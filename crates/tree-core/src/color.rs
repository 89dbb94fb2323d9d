//! Small RGB helpers. Colors are `Vec3` with components in [0, 1].

use crate::error::ConfigError;
use glam::Vec3;

/// Parse a `#rrggbb` (or `rrggbb`) string.
pub fn parse_hex(s: &str) -> Result<Vec3, ConfigError> {
    let digits = s.strip_prefix('#').unwrap_or(s);
    if digits.len() != 6 || !digits.chars().all(|c| c.is_ascii_hexdigit()) {
        return Err(ConfigError::InvalidColor(s.to_string()));
    }
    let channel = |i: usize| {
        u8::from_str_radix(&digits[i..i + 2], 16)
            .map(|v| v as f32 / 255.0)
            .map_err(|_| ConfigError::InvalidColor(s.to_string()))
    };
    Ok(Vec3::new(channel(0)?, channel(2)?, channel(4)?))
}

/// Convert RGB to (hue, saturation, lightness), all in [0, 1].
pub fn rgb_to_hsl(c: Vec3) -> Vec3 {
    let max = c.max_element();
    let min = c.min_element();
    let l = (max + min) * 0.5;
    if (max - min).abs() < f32::EPSILON {
        return Vec3::new(0.0, 0.0, l);
    }
    let d = max - min;
    let s = if l <= 0.5 {
        d / (max + min)
    } else {
        d / (2.0 - max - min)
    };
    let h = if max == c.x {
        (c.y - c.z) / d + if c.y < c.z { 6.0 } else { 0.0 }
    } else if max == c.y {
        (c.z - c.x) / d + 2.0
    } else {
        (c.x - c.y) / d + 4.0
    };
    Vec3::new(h / 6.0, s, l)
}

fn hue_to_channel(p: f32, q: f32, t: f32) -> f32 {
    let t = t.rem_euclid(1.0);
    if t < 1.0 / 6.0 {
        p + (q - p) * 6.0 * t
    } else if t < 0.5 {
        q
    } else if t < 2.0 / 3.0 {
        p + (q - p) * 6.0 * (2.0 / 3.0 - t)
    } else {
        p
    }
}

/// Convert (hue, saturation, lightness) back to RGB.
pub fn hsl_to_rgb(hsl: Vec3) -> Vec3 {
    let h = hsl.x.rem_euclid(1.0);
    let s = hsl.y.clamp(0.0, 1.0);
    let l = hsl.z.clamp(0.0, 1.0);
    if s == 0.0 {
        return Vec3::splat(l);
    }
    let q = if l <= 0.5 { l * (1.0 + s) } else { l + s - l * s };
    let p = 2.0 * l - q;
    Vec3::new(
        hue_to_channel(p, q, h + 1.0 / 3.0),
        hue_to_channel(p, q, h),
        hue_to_channel(p, q, h - 1.0 / 3.0),
    )
}

/// Shift a color in HSL space; hue wraps, saturation and lightness clamp.
pub fn offset_hsl(c: Vec3, dh: f32, ds: f32, dl: f32) -> Vec3 {
    let hsl = rgb_to_hsl(c);
    hsl_to_rgb(hsl + Vec3::new(dh, ds, dl))
}

#[cfg(test)]
mod tests {
    use super::*;

    #[test]
    fn hsl_roundtrip_keeps_palette_colors() {
        for hex in ["#ff1493", "#ff7f50", "#ffd700", "#ffeaf5", "#ffbf00"] {
            let c = parse_hex(hex).unwrap();
            let back = hsl_to_rgb(rgb_to_hsl(c));
            assert!((c - back).abs().max_element() < 1e-4, "{hex}: {c} vs {back}");
        }
    }

    #[test]
    fn lightness_offset_clamps() {
        let white = offset_hsl(Vec3::ONE, 0.0, 0.0, 0.5);
        assert_eq!(white, Vec3::ONE);
        let black = offset_hsl(Vec3::ZERO, 0.0, 0.0, -0.5);
        assert_eq!(black, Vec3::ZERO);
    }
}
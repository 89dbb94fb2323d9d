pub mod animation;
pub mod camera;
pub mod color;
pub mod config;
pub mod constants;
pub mod decor;
pub mod error;
pub mod events;
pub mod explosion;
pub mod frame;
pub mod geometry;
pub mod hand;
pub mod scene;
pub mod shader;
pub mod trail;
pub mod wish;

pub use animation::AnimationState;
pub use camera::{Camera, CameraMode, CameraRig, OrbitControls};
pub use config::{Palette, SceneConfig};
pub use error::{ConfigError, TrackerError};
pub use events::{EventQueue, SceneEvent};
pub use explosion::{Explosion, ExplosionId};
pub use frame::{advance, FrameClock, FrameInput, FrameReport};
pub use geometry::{PointCloud, PointVertex};
pub use hand::{CaptureStream, HandLandmarks, HandPose, PoseSlot, TrackerSession};
pub use scene::Scene;
pub use trail::TrailBuffer;
pub use wish::{Wish, WishId, WishManager};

......

Work task. Using the records above, find the number of lines that contain the string "hand", and give that number without further comment.

Task answer. 2